## PROBLEM TO SOLVE
Go line by line through the entries below and copy those containing the string "Parser".

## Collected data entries
──────────

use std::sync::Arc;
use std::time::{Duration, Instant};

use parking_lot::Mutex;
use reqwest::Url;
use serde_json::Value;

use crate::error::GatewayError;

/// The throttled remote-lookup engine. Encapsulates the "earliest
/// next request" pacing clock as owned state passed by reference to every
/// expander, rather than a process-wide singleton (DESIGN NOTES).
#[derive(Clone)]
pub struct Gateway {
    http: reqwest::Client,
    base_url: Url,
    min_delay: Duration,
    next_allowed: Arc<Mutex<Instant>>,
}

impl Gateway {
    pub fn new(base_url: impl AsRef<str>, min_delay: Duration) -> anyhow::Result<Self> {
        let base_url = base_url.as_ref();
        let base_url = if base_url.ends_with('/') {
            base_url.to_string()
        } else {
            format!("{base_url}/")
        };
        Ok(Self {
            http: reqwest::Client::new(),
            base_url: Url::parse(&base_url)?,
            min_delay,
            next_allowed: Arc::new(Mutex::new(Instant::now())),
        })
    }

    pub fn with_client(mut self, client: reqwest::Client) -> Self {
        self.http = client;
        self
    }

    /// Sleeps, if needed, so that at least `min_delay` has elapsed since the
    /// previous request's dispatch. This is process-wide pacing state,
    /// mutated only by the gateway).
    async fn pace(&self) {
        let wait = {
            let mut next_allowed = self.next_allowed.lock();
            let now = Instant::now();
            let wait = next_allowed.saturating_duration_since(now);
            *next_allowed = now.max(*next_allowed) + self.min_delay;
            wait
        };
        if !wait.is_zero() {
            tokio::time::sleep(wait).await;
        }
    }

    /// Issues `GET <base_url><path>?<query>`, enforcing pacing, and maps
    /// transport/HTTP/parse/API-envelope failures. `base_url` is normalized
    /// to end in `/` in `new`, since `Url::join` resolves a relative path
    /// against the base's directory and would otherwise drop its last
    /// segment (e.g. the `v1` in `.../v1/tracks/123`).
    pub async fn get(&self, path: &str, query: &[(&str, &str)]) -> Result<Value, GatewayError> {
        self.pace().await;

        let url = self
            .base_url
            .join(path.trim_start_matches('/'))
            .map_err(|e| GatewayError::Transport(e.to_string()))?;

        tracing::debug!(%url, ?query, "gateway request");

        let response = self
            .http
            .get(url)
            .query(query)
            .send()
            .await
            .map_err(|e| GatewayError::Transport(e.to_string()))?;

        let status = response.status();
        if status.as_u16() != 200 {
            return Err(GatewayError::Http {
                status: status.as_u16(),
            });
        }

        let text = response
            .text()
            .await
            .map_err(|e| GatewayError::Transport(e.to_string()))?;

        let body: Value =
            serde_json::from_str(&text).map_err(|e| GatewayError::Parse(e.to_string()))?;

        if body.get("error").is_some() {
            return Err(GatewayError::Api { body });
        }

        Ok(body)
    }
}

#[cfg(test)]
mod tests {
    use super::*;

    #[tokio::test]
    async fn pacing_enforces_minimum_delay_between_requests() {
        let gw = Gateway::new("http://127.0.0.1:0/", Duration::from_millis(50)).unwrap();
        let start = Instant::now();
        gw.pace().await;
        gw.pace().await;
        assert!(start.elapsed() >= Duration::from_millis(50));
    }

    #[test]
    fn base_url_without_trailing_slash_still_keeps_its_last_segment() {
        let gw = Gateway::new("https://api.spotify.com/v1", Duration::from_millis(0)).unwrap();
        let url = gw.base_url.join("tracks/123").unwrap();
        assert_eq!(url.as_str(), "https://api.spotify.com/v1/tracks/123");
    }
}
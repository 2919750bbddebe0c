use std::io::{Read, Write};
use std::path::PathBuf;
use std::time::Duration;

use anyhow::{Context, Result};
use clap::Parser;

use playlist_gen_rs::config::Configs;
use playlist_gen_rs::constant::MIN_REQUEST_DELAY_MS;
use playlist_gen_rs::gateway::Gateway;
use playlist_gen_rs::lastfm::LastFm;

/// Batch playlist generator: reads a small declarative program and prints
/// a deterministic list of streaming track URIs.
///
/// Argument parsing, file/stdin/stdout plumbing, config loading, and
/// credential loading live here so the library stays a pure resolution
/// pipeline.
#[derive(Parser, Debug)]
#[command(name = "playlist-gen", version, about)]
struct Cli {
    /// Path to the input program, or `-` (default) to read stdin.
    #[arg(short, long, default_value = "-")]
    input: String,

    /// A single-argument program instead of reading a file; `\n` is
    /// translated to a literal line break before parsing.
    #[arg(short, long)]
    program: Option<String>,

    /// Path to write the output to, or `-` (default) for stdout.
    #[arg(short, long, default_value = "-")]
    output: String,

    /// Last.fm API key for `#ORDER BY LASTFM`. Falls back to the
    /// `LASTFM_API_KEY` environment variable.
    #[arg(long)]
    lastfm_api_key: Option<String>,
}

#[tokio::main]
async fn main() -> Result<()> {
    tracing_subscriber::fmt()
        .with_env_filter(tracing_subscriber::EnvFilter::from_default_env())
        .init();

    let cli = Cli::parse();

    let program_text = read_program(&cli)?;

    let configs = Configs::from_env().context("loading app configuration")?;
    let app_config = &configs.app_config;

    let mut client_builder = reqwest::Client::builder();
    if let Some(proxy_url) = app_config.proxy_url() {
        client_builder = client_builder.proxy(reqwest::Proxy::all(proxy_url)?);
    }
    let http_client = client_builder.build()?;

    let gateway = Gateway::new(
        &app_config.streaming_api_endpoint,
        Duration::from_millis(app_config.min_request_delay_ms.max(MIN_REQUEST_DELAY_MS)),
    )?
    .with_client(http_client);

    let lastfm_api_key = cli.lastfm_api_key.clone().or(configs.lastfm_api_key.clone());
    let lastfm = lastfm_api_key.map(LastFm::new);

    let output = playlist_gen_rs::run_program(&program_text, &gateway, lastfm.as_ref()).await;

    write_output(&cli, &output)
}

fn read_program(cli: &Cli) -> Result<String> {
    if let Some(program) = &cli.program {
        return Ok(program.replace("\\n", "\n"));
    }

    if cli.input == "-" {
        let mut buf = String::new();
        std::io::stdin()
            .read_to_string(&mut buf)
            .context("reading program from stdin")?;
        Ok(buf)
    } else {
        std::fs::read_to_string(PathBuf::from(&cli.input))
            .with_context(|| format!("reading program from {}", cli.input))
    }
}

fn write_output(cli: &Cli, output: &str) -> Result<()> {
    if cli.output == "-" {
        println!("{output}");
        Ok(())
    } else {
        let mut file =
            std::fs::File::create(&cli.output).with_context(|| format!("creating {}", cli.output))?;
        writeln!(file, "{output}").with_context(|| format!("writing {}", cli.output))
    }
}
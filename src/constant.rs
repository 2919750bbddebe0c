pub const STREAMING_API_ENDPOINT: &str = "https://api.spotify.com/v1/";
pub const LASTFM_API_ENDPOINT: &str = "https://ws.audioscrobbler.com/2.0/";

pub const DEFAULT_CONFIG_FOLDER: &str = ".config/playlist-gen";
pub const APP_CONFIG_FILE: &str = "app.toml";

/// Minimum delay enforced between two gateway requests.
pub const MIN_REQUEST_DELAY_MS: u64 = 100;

──────────

## ANSWER BOX
use clap::Parser;
#[derive(Parser, Debug)]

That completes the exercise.